There is no doubt that symptomatic children should be treated but should we also treat asymptomatic carriers? What would be the benefit of treating asymptomatic children of mothers who were proved or have a history suggestive of C trachomatis infection during their pregnancy? Should we treat these children systematically? Up to what age? These questions have recently arisen in our department after the diagnoses of C trachomatis conjunctivitis in several small children.
The American guidelines for the management of sexually transmitted infection1 do not recommend prophylactic treatment to infants of chlamydia positive mothers but close clinical supervision and treatment if symptoms develop. These guidelines do highlight the importance of antenatal screening as the main preventive measure in the vertical transmission of C trachomatis. Routine prophylaxis with silver nitrate or topical antibiotics would not prevent C trachomatis transmission. Neither the UK national guidelines nor the SIGN (Scottish Intercollegiate Guidelines Network) guidelines2,3 address the issue.
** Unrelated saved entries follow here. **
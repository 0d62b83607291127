//! File-backed regions of user address spaces.
//!
//! A [`Mapping`] ties a page-aligned range of one process's address space to a
//! byte range of a [`File`]. The first `file_length` bytes of the range come
//! from the file; the following `zero_length` bytes read as zero and are never
//! written back.
//!
//! Mappings created by `mmap` are writable and write dirty pages back to the
//! file. Executable segments are mapped with `static_data` set: their pages are
//! loaded from the file on first touch but evict to swap, so the file is never
//! modified.

use alloc::{collections::BTreeMap, sync::Arc, vec::Vec};
use core::fmt;

use spin::Mutex;

use crate::{PAGE_SIZE, PageNumber, ProcessId, VirtualAddress, VmError};

/// Byte-addressed file contents, as provided by the filesystem.
pub trait File: Send {
    /// Current length of the file in bytes.
    fn len(&self) -> usize;

    fn is_empty(&self) -> bool {
        self.len() == 0
    }

    /// Reads up to `buf.len()` bytes at `offset`, returning how many were read.
    ///
    /// Reads stop at end of file.
    fn read_at(&self, offset: usize, buf: &mut [u8]) -> usize;

    /// Writes up to `buf.len()` bytes at `offset`, returning how many were written.
    fn write_at(&mut self, offset: usize, buf: &[u8]) -> usize;
}

/// A file shared between the filesystem and the mappings of it.
///
/// The lock stands in for the filesystem lock. It is only taken while the
/// paging lock is held, never the other way around.
pub type SharedFile = Arc<Mutex<dyn File>>;

/// A fixed-size file held in memory.
///
/// Writes past the end of the file are truncated.
#[derive(Debug, Clone, Default)]
pub struct MemoryFile {
    data: Vec<u8>,
}

impl MemoryFile {
    pub fn new(data: Vec<u8>) -> Self {
        Self { data }
    }

    /// Wraps the file for sharing with mappings.
    pub fn shared(data: Vec<u8>) -> Arc<Mutex<Self>> {
        Arc::new(Mutex::new(Self::new(data)))
    }

    pub fn contents(&self) -> &[u8] {
        &self.data
    }
}

impl File for MemoryFile {
    fn len(&self) -> usize {
        self.data.len()
    }

    fn read_at(&self, offset: usize, buf: &mut [u8]) -> usize {
        let Some(available) = self.data.get(offset..) else {
            return 0;
        };
        let count = available.len().min(buf.len());
        buf[..count].copy_from_slice(&available[..count]);
        count
    }

    fn write_at(&mut self, offset: usize, buf: &[u8]) -> usize {
        let Some(available) = self.data.get_mut(offset..) else {
            return 0;
        };
        let count = available.len().min(buf.len());
        available[..count].copy_from_slice(&buf[..count]);
        count
    }
}

/// Identifies a mapping.
#[derive(Debug, Clone, Copy, PartialEq, Eq, PartialOrd, Ord, Hash)]
#[repr(transparent)]
pub struct MappingId(usize);

impl MappingId {
    pub const fn new(id: usize) -> Self {
        Self(id)
    }

    pub const fn as_usize(self) -> usize {
        self.0
    }
}

impl fmt::Display for MappingId {
    fn fmt(&self, f: &mut fmt::Formatter<'_>) -> fmt::Result {
        write!(f, "#{}", self.0)
    }
}

/// Describes a file region to map lazily into an address space.
#[derive(Clone)]
pub struct Segment {
    pub file: SharedFile,
    /// Page-aligned start of the region.
    pub address: VirtualAddress,
    /// Byte offset in the file of the region's first byte.
    pub offset: usize,
    /// Bytes of the region read from the file.
    pub file_length: usize,
    /// Bytes after `file_length` that read as zero.
    pub zero_length: usize,
    pub writable: bool,
    /// Evict to swap and never write back.
    pub static_data: bool,
}

impl Segment {
    /// A writable `mmap` region of `length` bytes over `file`.
    ///
    /// Bytes of the region beyond the end of the file read as zero.
    pub fn mmap(file: SharedFile, address: VirtualAddress, length: usize) -> Self {
        let file_length = length.min(file.lock().len());
        Self {
            file,
            address,
            offset: 0,
            file_length,
            zero_length: length - file_length,
            writable: true,
            static_data: false,
        }
    }

    /// Total length of the region in bytes, or `None` if it overflows.
    pub fn length(&self) -> Option<usize> {
        self.file_length.checked_add(self.zero_length)
    }
}

/// A file region installed into a process's address space.
pub struct Mapping {
    id: MappingId,
    owner: ProcessId,
    base: PageNumber,
    file: SharedFile,
    offset: usize,
    file_length: usize,
    zero_length: usize,
    writable: bool,
    static_data: bool,
}

impl Mapping {
    pub(crate) fn new(id: MappingId, owner: ProcessId, segment: Segment) -> Self {
        debug_assert!(segment.address.is_aligned(PAGE_SIZE));
        Self {
            id,
            owner,
            base: segment.address.page_number(),
            file: segment.file,
            offset: segment.offset,
            file_length: segment.file_length,
            zero_length: segment.zero_length,
            writable: segment.writable,
            static_data: segment.static_data,
        }
    }

    pub fn id(&self) -> MappingId {
        self.id
    }

    pub fn owner(&self) -> ProcessId {
        self.owner
    }

    /// First page of the mapping.
    pub fn base(&self) -> PageNumber {
        self.base
    }

    pub fn is_writable(&self) -> bool {
        self.writable
    }

    pub fn is_static(&self) -> bool {
        self.static_data
    }

    pub fn page_count(&self) -> usize {
        (self.file_length + self.zero_length).div_ceil(PAGE_SIZE)
    }

    pub fn pages(&self) -> impl Iterator<Item = PageNumber> + use<> {
        let base = self.base;
        (0..self.page_count()).map(move |i| base + i)
    }

    pub fn contains(&self, page: PageNumber) -> bool {
        page >= self.base && page - self.base < self.page_count()
    }

    /// Whether an evicted `page` can be restored from the file.
    ///
    /// Static pages never can. Writable pages need file bytes to hold their
    /// contents; a writable page wholly past the end of the file does not.
    pub fn evicts_to_file(&self, page: PageNumber) -> bool {
        !self.static_data && (!self.writable || self.file_range(page).1 > 0)
    }

    /// Returns the file offset of `page` and how many of its bytes the file backs.
    fn file_range(&self, page: PageNumber) -> (usize, usize) {
        assert!(self.contains(page), "{page:?} is outside mapping {}", self.id);
        let start = (page - self.base) * PAGE_SIZE;
        let backed = self.file_length.saturating_sub(start).min(PAGE_SIZE);
        (self.offset + start, backed)
    }

    /// Fills `dest` with the contents of `page`, zeroing whatever the file
    /// does not provide.
    pub fn read_page(&self, page: PageNumber, dest: &mut [u8]) {
        let (offset, backed) = self.file_range(page);
        let read = if backed > 0 {
            self.file.lock().read_at(offset, &mut dest[..backed])
        } else {
            0
        };
        dest[read..].fill(0);
    }

    /// Writes the file-backed part of `page` from `src`.
    ///
    /// Does nothing for read-only or static mappings.
    pub fn write_page(&self, page: PageNumber, src: &[u8]) -> Result<(), VmError> {
        if !self.writable || self.static_data {
            return Ok(());
        }
        let (offset, backed) = self.file_range(page);
        if backed == 0 {
            return Ok(());
        }
        let written = self.file.lock().write_at(offset, &src[..backed]);
        if written < backed {
            return Err(VmError::ShortWrite);
        }
        Ok(())
    }
}

/// Every mapping of every process, keyed by id.
#[derive(Default)]
pub(crate) struct MappingTable {
    mappings: BTreeMap<MappingId, Mapping>,
    next_id: usize,
}

impl MappingTable {
    pub fn allocate_id(&mut self) -> MappingId {
        self.next_id += 1;
        MappingId(self.next_id)
    }

    pub fn insert(&mut self, mapping: Mapping) {
        let previous = self.mappings.insert(mapping.id, mapping);
        debug_assert!(previous.is_none());
    }

    pub fn get(&self, id: MappingId) -> Option<&Mapping> {
        self.mappings.get(&id)
    }

    pub fn remove(&mut self, id: MappingId) -> Option<Mapping> {
        self.mappings.remove(&id)
    }

    pub fn owned_by(&self, owner: ProcessId) -> Vec<MappingId> {
        self.mappings
            .values()
            .filter(|mapping| mapping.owner == owner)
            .map(|mapping| mapping.id)
            .collect()
    }

    pub fn len(&self) -> usize {
        self.mappings.len()
    }
}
In preadolescent children sexual abuse should always be considered when a diagnosis of C trachomatis has been made, although there are reports of perinatally transmitted infections up to the age of 34 and in our department a family cluster of C trachomatis infection has recently been reported, including a 6 year old girl in whom there was no evidence of sexual abuse.5
We await with interest the results of the pilot chlamydial screening projects in Portsmouth and the Wirral but suggest that routine antenatal screening for C trachomatis infections with a nuclear amplification test (NAT) would reduce perinatal and infant morbidity and possible infection in children, whether symptomatic or not. At the very least, targeted antenatal screening of higher risk groups (young pregnant women up to 25, or those with new or multiple partners, as recommended by the American guidelines) should be clearly specified in the current UK guidelines.
A negative reliable chlamydial test documented during a pregnancy would make a diagnosis of C trachomatis infection in a child less likely to be of vertical perinatal transmission.
In the meantime, what should we do? Investigating and treating asymptomatic children as “contacts” may cause unnecessary anxiety and unpleasantness to both child and parents. Epidemiological antibiotic treatment is not exempt of risks to the individual patient and is likely to increase resistance in the general population.
We would welcome the view of clinicians and thus perhaps open a debate in an area of sexually transmitted infections in which not much is known.